Although the influence of temperature on gestational diabetes mellitus (GDM) has been extensively researched, it remains debatable whether this influence stems from a temporary alteration in blood glucose levels due to temperature adaptation or represents a genuine effect on the intrauterine environment. This study aimed to explore the impact of ambient temperature on the diagnosis accuracy of GDM by analyzing pregnancy outcomes among GDM pregnancies diagnosed at different temperatures.

Methods

This cohort study included 65,908 singleton pregnant women who delivered at the Guangdong Women and Children Hospital between January 2015 and June 2022. Participants were categorized based on the 24-hour and morning (8:00–11:00 AM) average ambient temperatures recorded on their oral glucose tolerance test (OGTT) day, using the 5th and 95th percentiles as cut-offs, defining low, moderate, and high temperature groups, respectively.
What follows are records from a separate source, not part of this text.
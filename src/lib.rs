#![forbid(unsafe_code)]

//! CADRA — Complex Active Directory Risk Assessment.
//!
//! Scores one AD principal two ways over a BloodHound-style property graph:
//! an ADASS severity score derived from its own attributes, and a
//! qualitative likelihood×impact permission risk derived from its outbound
//! paths. See [`driver::assess`] for the single entry point that ties the
//! whole pipeline together.

pub mod core;
pub mod driver;
pub mod engine;
pub mod graph;
pub mod logger;
pub mod model;
pub mod prelude;
pub mod report;
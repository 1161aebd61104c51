//! Orchestration: load rules, fetch the principal and its outbound paths,
//! score both assessments, and assemble the final report. One top-to-bottom
//! pass, synchronous throughout except for the graph adapter's own read.

use crate::core::config::Config;
use crate::core::errors::{CadraError, Result};
use crate::engine::{
    assess_permissions, assess_user_attributes, PermissionRuleTable, RuleEngine,
};
use crate::graph::GraphAdapter;
use crate::logger::{LogEvent, Severity, Sink};
use crate::model::{PrincipalView, User};
use crate::report::{EdgeSummary, Report};

/// Run one end-to-end assessment for `principal_name`.
///
/// `now_epoch_secs` is captured once by the caller and threaded through
/// every rule evaluation so a run is internally consistent even if it
/// straddles a clock tick.
pub fn assess(
    config: &Config,
    graph: &dyn GraphAdapter,
    sink: &mut dyn Sink,
    principal_name: &str,
    now_epoch_secs: i64,
) -> Result<Report> {
    let mut attribute_engine = RuleEngine::new();
    attribute_engine.load_rules_from_directory(&config.attributes_rules_dir_path, sink)?;
    let permission_rules =
        PermissionRuleTable::load_from_directory(&config.permissions_rules_dir_path, sink)?;

    let Some(node) = graph.find_user(principal_name)? else {
        sink.log(
            &LogEvent::new(Severity::Error, "principal not found").with_principal(principal_name),
        )?;
        return Err(CadraError::PrincipalNotFound {
            name: principal_name.to_string(),
        });
    };
    let mut user = User::from_node(node);

    let paths = graph.outbound_paths(principal_name, sink)?;
    match PrincipalView::from_paths(user.id().to_string(), &paths) {
        Ok(view) => {
            user.extras.memberof = view.extras.memberof;
            user.extras.edges = view.extras.edges;
        }
        Err(e) => {
            sink.log(
                &LogEvent::new(Severity::Warn, format!("discarding inconsistent outbound paths: {e}"))
                    .with_principal(principal_name),
            )?;
        }
    }

    let (attributes, warnings) = assess_user_attributes(&mut attribute_engine, &user, now_epoch_secs, sink);
    for warning in &warnings {
        sink.log(&LogEvent::new(Severity::Warn, warning.clone()).with_principal(principal_name))?;
    }
    sink.log(
        &LogEvent::new(
            Severity::Info,
            format!("ADASS score {:.1} [{}]", attributes.score.score, attributes.metric_vector),
        )
        .with_principal(principal_name),
    )?;

    let permission_assessment = assess_permissions(
        &paths,
        &permission_rules,
        &mut attribute_engine,
        attributes.score.score,
        &config.event_monitoring,
        now_epoch_secs,
        sink,
    );

    let per_edge: Vec<EdgeSummary> = permission_assessment
        .per_path
        .iter()
        .map(|assessed| EdgeSummary {
            edge_type: assessed.path.relationship.edge_type,
            end_node_name: assessed.path.end_node.name().map(str::to_string),
            likelihood: assessed.likelihood,
            impact: assessed.impact,
            risk_bucket: assessed.risk_bucket,
        })
        .collect();
    let worst_edge = permission_assessment.worst.as_ref().map(|assessed| EdgeSummary {
        edge_type: assessed.path.relationship.edge_type,
        end_node_name: assessed.path.end_node.name().map(str::to_string),
        likelihood: assessed.likelihood,
        impact: assessed.impact,
        risk_bucket: assessed.risk_bucket,
    });

    let permission_risk = permission_assessment.qualitative_risk();
    if permission_risk > 0 {
        sink.log(
            &LogEvent::new(Severity::Info, format!("permission risk bucket {permission_risk}"))
                .with_principal(principal_name),
        )?;
    }

    Ok(Report {
        principal_name: principal_name.to_string(),
        principal_id: user.id().to_string(),
        principal_kind: user.node.kind,
        adass_score: attributes.score,
        metric_vector: attributes.metric_vector,
        matched_attribute_rules: attributes.matched_rule_names,
        permission_risk,
        worst_edge,
        per_edge,
        warnings,
    })
}

#[cfg(test)]
mod tests {
    use super::*;
    use crate::graph::FixtureGraphAdapter;
    use crate::logger::ConsoleSink;
    use crate::model::{Edge, EdgeType, Node, NodeKind, PropertyValue};
    use std::collections::HashMap;
    use std::io::Write;

    fn write_rule(dir: &std::path::Path, filename: &str, body: &serde_json::Value) {
        let mut f = std::fs::File::create(dir.join(filename)).unwrap();
        write!(f, "{body}").unwrap();
    }

    #[test]
    fn missing_principal_is_an_error() {
        let attr_dir = tempfile::tempdir().unwrap();
        let perm_dir = tempfile::tempdir().unwrap();
        let config = Config {
            attributes_rules_dir_path: attr_dir.path().to_path_buf(),
            permissions_rules_dir_path: perm_dir.path().to_path_buf(),
            ..Config::default()
        };
        let graph = FixtureGraphAdapter::new();
        let mut sink = ConsoleSink::new(true);

        let err = assess(&config, &graph, &mut sink, "nobody", 0).expect_err("expected not-found");
        assert!(matches!(err, CadraError::PrincipalNotFound { .. }));
    }

    #[test]
    fn principal_with_no_outbound_paths_still_scores_adass() {
        let attr_dir = tempfile::tempdir().unwrap();
        let perm_dir = tempfile::tempdir().unwrap();
        write_rule(
            attr_dir.path(),
            "tier_zero.json",
            &serde_json::json!({
                "Name": "Tier Zero Object",
                "Prerequisite Criteria": {},
                "Criteria": {"admincount": {"Property": "admincount", "Operator": "==", "Value": true}}
            }),
        );
        let config = Config {
            attributes_rules_dir_path: attr_dir.path().to_path_buf(),
            permissions_rules_dir_path: perm_dir.path().to_path_buf(),
            ..Config::default()
        };

        let props = HashMap::from([
            ("name".to_string(), PropertyValue::Str("alice".to_string())),
            ("admincount".to_string(), PropertyValue::Bool(true)),
        ]);
        let node = Node::new("1", NodeKind::User, props);
        let graph = FixtureGraphAdapter::new().with_user("alice", node);
        let mut sink = ConsoleSink::new(true);

        let report = assess(&config, &graph, &mut sink, "alice", 0).unwrap();
        assert!(report.adass_score.score > 0.0);
        assert_eq!(report.permission_risk, 0);
        assert!(report.worst_edge.is_none());
    }

    #[test]
    fn principal_with_outbound_path_gets_permission_risk() {
        let attr_dir = tempfile::tempdir().unwrap();
        let perm_dir = tempfile::tempdir().unwrap();
        write_rule(
            perm_dir.path(),
            "genericall.json",
            &serde_json::json!({
                "Name": "GenericAll",
                "Events": [],
                "Predisposing Conditions": 0,
                "Threat Occurrence": 1,
                "Traversable": true
            }),
        );
        let config = Config {
            attributes_rules_dir_path: attr_dir.path().to_path_buf(),
            permissions_rules_dir_path: perm_dir.path().to_path_buf(),
            ..Config::default()
        };

        let start = Node::new(
            "1",
            NodeKind::User,
            HashMap::from([("name".to_string(), PropertyValue::Str("alice".to_string()))]),
        );
        let end = Node::new(
            "2",
            NodeKind::Group,
            HashMap::from([("name".to_string(), PropertyValue::Str("Domain Admins".to_string()))]),
        );
        let path = Edge::new(EdgeType::GenericAll, "1", "2");
        let path = crate::model::Path::new(path, start.clone(), end).unwrap();

        let graph = FixtureGraphAdapter::new()
            .with_user("alice", start)
            .with_paths("alice", vec![path]);
        let mut sink = ConsoleSink::new(true);

        let report = assess(&config, &graph, &mut sink, "alice", 0).unwrap();
        assert!(report.permission_risk > 0);
        assert_eq!(
            report.worst_edge.as_ref().unwrap().end_node_name.as_deref(),
            Some("Domain Admins")
        );
    }
}
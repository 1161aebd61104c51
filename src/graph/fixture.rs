//! An in-memory `GraphAdapter` backed by maps built up front, for tests
//! and for callers who already have a materialized graph in hand.

use std::collections::HashMap;

use crate::core::errors::Result;
use crate::graph::GraphAdapter;
use crate::logger::Sink;
use crate::model::{Node, Path};

/// Fixture graph: principals keyed by `name`, outbound paths keyed by the
/// same name. Never touches the network.
#[derive(Debug, Clone, Default)]
pub struct FixtureGraphAdapter {
    users: HashMap<String, Node>,
    paths: HashMap<String, Vec<Path>>,
}

impl FixtureGraphAdapter {
    #[must_use]
    pub fn new() -> Self {
        Self::default()
    }

    /// Register a principal so `find_user` can resolve it by name.
    #[must_use]
    pub fn with_user(mut self, name: impl Into<String>, node: Node) -> Self {
        self.users.insert(name.into(), node);
        self
    }

    /// Register the outbound paths a principal's `name` should resolve to.
    #[must_use]
    pub fn with_paths(mut self, name: impl Into<String>, paths: Vec<Path>) -> Self {
        self.paths.insert(name.into(), paths);
        self
    }
}

impl GraphAdapter for FixtureGraphAdapter {
    fn find_user(&self, name: &str) -> Result<Option<Node>> {
        Ok(self.users.get(name).cloned())
    }

    fn outbound_paths(&self, name: &str, _sink: &mut dyn Sink) -> Result<Vec<Path>> {
        Ok(self.paths.get(name).cloned().unwrap_or_default())
    }
}

#[cfg(test)]
mod tests {
    use super::*;
    use crate::logger::ConsoleSink;
    use crate::model::{Edge, EdgeType, NodeKind, PropertyValue};
    use std::collections::HashMap as Map;

    #[test]
    fn find_user_resolves_registered_name() {
        let node = Node::new("1", NodeKind::User, Map::new());
        let adapter = FixtureGraphAdapter::new().with_user("alice", node.clone());
        assert_eq!(adapter.find_user("alice").unwrap(), Some(node));
    }

    #[test]
    fn find_user_returns_none_for_unknown_name() {
        let adapter = FixtureGraphAdapter::new();
        assert_eq!(adapter.find_user("nobody").unwrap(), None);
    }

    #[test]
    fn outbound_paths_defaults_to_empty() {
        let adapter = FixtureGraphAdapter::new();
        let mut sink = ConsoleSink::new(true);
        assert!(adapter.outbound_paths("alice", &mut sink).unwrap().is_empty());
    }

    #[test]
    fn outbound_paths_returns_registered_paths() {
        let start = Node::new("1", NodeKind::User, Map::new());
        let end_props = Map::from([("name".to_string(), PropertyValue::Str("Domain Admins".to_string()))]);
        let end = Node::new("2", NodeKind::Group, end_props);
        let relationship = Edge::new(EdgeType::MemberOf, "1", "2");
        let path = Path::new(relationship, start.clone(), end).unwrap();

        let adapter = FixtureGraphAdapter::new()
            .with_user("alice", start)
            .with_paths("alice", vec![path]);

        let mut sink = ConsoleSink::new(true);
        let paths = adapter.outbound_paths("alice", &mut sink).unwrap();
        assert_eq!(paths.len(), 1);
    }
}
We compared the prevalence of GDM and the subsequent risk of macrosomia or large-for-gestational-age (LGA) infants across these groups. Risk ratios (RRs) for macrosomia and LGA infants in GDM pregnancies diagnosed at low or moderate temperatures, relative to high temperatures were quantified using modified Poisson regression.

Results

Among the 65,908 pregnant women, the prevalence of GDM varied by ambient temperature. When stratified by the 24-hour average temperature, the prevalence was highest in the high-temperature group (20.0%), followed by the moderate- (18.2%) and low-temperature (16.4%) groups. A similar gradient was observed for the morning average temperature, with prevalence rates of 20.2%, 18.3%, and 15.8% in the high-, moderate-, and low-temperature groups, respectively. Compared with GDM pregnancies diagnosed at high 24-hour average temperatures, those diagnosed at low temperatures were more likely to develop an LGA infant (10.2% vs. 6.3%; adjusted RR: 1.48, 95% CI: 1.01, 2.18) and macrosomia (4.6% vs. 2.2%; adjusted RR: 1.90, 95% CI: 1.01, 3.59). A consistent pattern was observed when using the morning average temperature for stratification.

Conclusions

While GDM prevalence rose with increasing ambient temperature on the OGTT day, the rates of subsequent LGA infants and macrosomia among GDM pregnancies fell. The divergent patterns between diagnosis rates and neonatal outcomes suggest that temperature may influence glycemic measurements and diagnostic classification.